We want to be creative and less stagnant, and to have access to all of our potential. However, we’re lazy and undisciplined in our daily lives. We don’t want do the work of addressing and uprooting the deeply grooved habit energies that dictate how we respond to stimuli. We go to a San Pedro (Wachuma) ceremony or to an Ayahuasca (Yagé) ceremony seeking this creative spark, but as soon as the darkness and silence sets in and the medicine starts to flow, we don’t have the fortitude to stay attentive and observant. Instead, we invent a narrative that discredits the medicine or we bow out energetically and give in to a narrative that focuses on the nausea and discomfort that we feel. We give in to a sense of victimhood, and that story of ‘something bad is happening to me’ is the same story that blocks our potential in our daily lives.

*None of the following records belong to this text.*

//! # Stage Classification
//!
//! Walks the lifecycle `discovery -> validation -> prototype -> specification
//! -> handoff`, one transition at a time. A transition is taken only when every
//! gate in its list passes; the first transition with an unmet gate stops the
//! walk and becomes the reported progress.
//!
//! ## Known limitation
//!
//! `convergence` and `solution_flow` have no upstream data source yet and
//! always evaluate to 0. With the default gates this means a project cannot
//! move past `prototype`.

use crate::config::{GateMetric, GateSpec, TransitionGates};
use crate::health::{EntityHealth, HealthMap};
use crate::types::{BusinessDriver, EntityType, OpenQuestion, PulseStage};
use serde::{Deserialize, Serialize};
use std::collections::BTreeSet;

// =============================================================================
// STAGE INFO
// =============================================================================

/// Classified stage and progress toward the next one.
#[derive(Debug, Clone, PartialEq, Serialize, Deserialize)]
pub struct StageInfo {
    pub current: PulseStage,
    /// `gates_met / gates_total` of the pending transition, 1.0 at the end.
    pub progress: f64,
    pub next_stage: Option<PulseStage>,
    /// `[x]`/`[ ]`-prefixed gate lines, in config order.
    pub gates: Vec<String>,
    pub gates_met: u32,
    pub gates_total: u32,
    /// Entity types of the unmet gates holding back the next transition.
    #[serde(default)]
    pub blocking_entity_types: Vec<EntityType>,
}

impl Default for StageInfo {
    fn default() -> Self {
        Self {
            current: PulseStage::Discovery,
            progress: 0.0,
            next_stage: PulseStage::Discovery.next(),
            gates: Vec::new(),
            gates_met: 0,
            gates_total: 0,
            blocking_entity_types: Vec::new(),
        }
    }
}

impl StageInfo {
    /// Whether `entity_type` holds back the next transition.
    #[must_use]
    pub fn is_blocking(&self, entity_type: &EntityType) -> bool {
        self.blocking_entity_types.contains(entity_type)
    }

    /// One-line summary used by the audit log.
    #[must_use]
    pub fn summary(&self) -> String {
        match self.next_stage {
            Some(next) if !self.current.is_terminal() => format!(
                "stage: {} ({}/{} gates toward {})",
                self.current, self.gates_met, self.gates_total, next
            ),
            _ => format!("stage: {} (terminal)", self.current),
        }
    }
}

// =============================================================================
// GATE EVALUATION
// =============================================================================

/// Everything a gate metric may read.
#[derive(Debug, Clone, Copy)]
pub struct GateContext<'a> {
    pub health: &'a HealthMap,
    pub open_questions: &'a [OpenQuestion],
    pub business_drivers: &'a [BusinessDriver],
}

/// Read the current value of a gate's metric.
///
/// Health-backed metrics of an entity type absent from the map read as 0.
#[must_use]
pub fn evaluate_gate_metric(gate: &GateSpec, ctx: &GateContext<'_>) -> f64 {
    let health = |read: fn(&EntityHealth) -> f64| {
        ctx.health.get(&gate.entity_type).map_or(0.0, read)
    };

    match gate.metric {
        GateMetric::Count => health(|h| f64::from(h.count)),
        GateMetric::Confirmed => health(|h| f64::from(h.confirmed)),
        GateMetric::Stale => health(|h| f64::from(h.stale)),
        GateMetric::ConfirmationRate => health(|h| h.confirmation_rate),
        GateMetric::StalenessRate => health(|h| h.staleness_rate),
        GateMetric::Quality => health(|h| h.quality),
        GateMetric::Freshness => health(|h| h.freshness),
        GateMetric::HealthScore => health(|h| h.health_score),
        GateMetric::CriticalOpen => {
            ctx.open_questions.iter().filter(|q| q.is_critical()).count() as f64
        }
        GateMetric::PainCount => ctx.business_drivers.iter().filter(|d| d.is_pain()).count() as f64,
        GateMetric::GoalCount => ctx.business_drivers.iter().filter(|d| d.is_goal()).count() as f64,
        // No upstream source yet.
        GateMetric::Convergence | GateMetric::SolutionFlow => 0.0,
    }
}

/// Render a gate as a checklist line.
#[must_use]
pub fn format_gate(gate: &GateSpec, actual: f64, passed: bool) -> String {
    let mark = if passed { "x" } else { " " };
    format!(
        "[{mark}] {} (current: {}, required {} {})",
        gate.label,
        format_number(actual),
        gate.operator.symbol(),
        format_number(gate.threshold)
    )
}

fn format_number(value: f64) -> String {
    if value.fract() == 0.0 && value.abs() < 1e15 {
        format!("{value:.0}")
    } else {
        format!("{value:.2}")
    }
}

// =============================================================================
// STAGE CLASSIFIER
// =============================================================================

/// Evaluates transition gates in lifecycle order.
pub struct StageClassifier<'a> {
    gates: &'a TransitionGates,
}

impl<'a> StageClassifier<'a> {
    #[must_use]
    pub fn new(gates: &'a TransitionGates) -> Self {
        Self { gates }
    }

    /// Determine the current stage.
    ///
    /// Starts at discovery and advances while every gate of the outgoing
    /// transition passes. Stops at the first transition with an unmet gate.
    #[must_use]
    pub fn classify(&self, ctx: &GateContext<'_>) -> StageInfo {
        let mut current = PulseStage::Discovery;
        let mut last_passed: Vec<String> = Vec::new();

        loop {
            let (Some(gates), Some(next)) = (self.gates.leaving(current), current.next()) else {
                let total = last_passed.len() as u32;
                return StageInfo {
                    current,
                    progress: 1.0,
                    next_stage: None,
                    gates: last_passed,
                    gates_met: total,
                    gates_total: total,
                    blocking_entity_types: Vec::new(),
                };
            };

            let mut lines = Vec::with_capacity(gates.len());
            let mut blocking = BTreeSet::new();
            let mut met: u32 = 0;

            for gate in gates {
                let actual = evaluate_gate_metric(gate, ctx);
                let passed = gate.operator.apply(actual, gate.threshold);
                if passed {
                    met = met.saturating_add(1);
                } else {
                    blocking.insert(gate.entity_type.clone());
                }
                lines.push(format_gate(gate, actual, passed));
            }

            if blocking.is_empty() {
                last_passed = lines;
                current = next;
                continue;
            }

            let total = gates.len() as u32;
            return StageInfo {
                current,
                progress: f64::from(met) / f64::from(total),
                next_stage: Some(next),
                gates: lines,
                gates_met: met,
                gates_total: total,
                blocking_entity_types: blocking.into_iter().collect(),
            };
        }
    }
}

// =============================================================================
// TESTS
// =============================================================================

How much then do we truly want to move on and live with passion? Are we humble enough to submit to the medicine and to let it show us the depths of our own cultural, social, and familial programming? This is the most difficult and most commonly overlooked work that most of our participants face: It is our responsibility to live better lives; we are responsible for our decisions, our health, our happiness, and our path in life.
Participants come to the sacred medicines seeking fulfillment, but we don’t meet a lot of people who are passionately seeking a life mission that gives purpose to their daily lives. Happiness is mentioned as something that comes and goes depending on external conditions; possessions, relationships, money, travel, etc. It is very rarely spoken of as an undercurrent of joy that is available when we free ourselves from deeply ingrained contradictions.
In the professional arena, most ceremony participants do something in their daily lives to pay the bills, and most are not doing what they love. They fear not being able to sustain a level of comfort that they’ve become accustomed to, and not having an acceptable response to the ubiquitous question ‘What do you do’? Are they ready to step into mission and passion in the professional realm? That’s a leap of faith that requires allowing the heart to lead the mind. When the heart leads the mind in all aspects of life, we are walking a conscious path.
Romantically, ECA retreat participants have sometimes committed to someone who they know they shouldn’t be with. Socially, they spend time engaging in groups and activities that are not enriching, that do not inspire them, and that lead them to subtle or overt forms of self-abuse. Within their families, communication has broken down and in some cases, masks are being worn to sustain habitual connections that are unhealthy.
If we want the medicines to lead us to sustained joy, we need to be open to rewriting the script and to putting ourselves in service of all of our relations so that our actions, thoughts, and words are harmonized with our values. When we come to the medicines, we need to be open to change.
We want to be connected, but we don’t seek silence to be able to hear and feel the pulses of our living relations all around us. We live intellectually, not intuitively. We project when we should be receiving. This need to have opinions and to project ourselves onto the screen of the world comes from deep-seeded insecurities and fears. When we ask Ayahuasca to help us connect to others, what we are really asking for is to be able to sit silently, give thanks for the beauty and blessing of life, and to be humble enough to know that we don’t know much.
Ask for humility so that you can say thank you to the water, earth, air, and fire that sustain all of life. Be grateful to your ancestors and know that your life was made possible by them. Then, when you’ve recognized that you’re surrounded by and comprised of the elements that make up all life and all life that came before you, you will feel connected. But ask for vulnerability, humility, gratitude, and the ability to tolerate silence and stillness. Ask for guidance for your heart so that you can walk a good path that honors what’s true for you and all of your relations.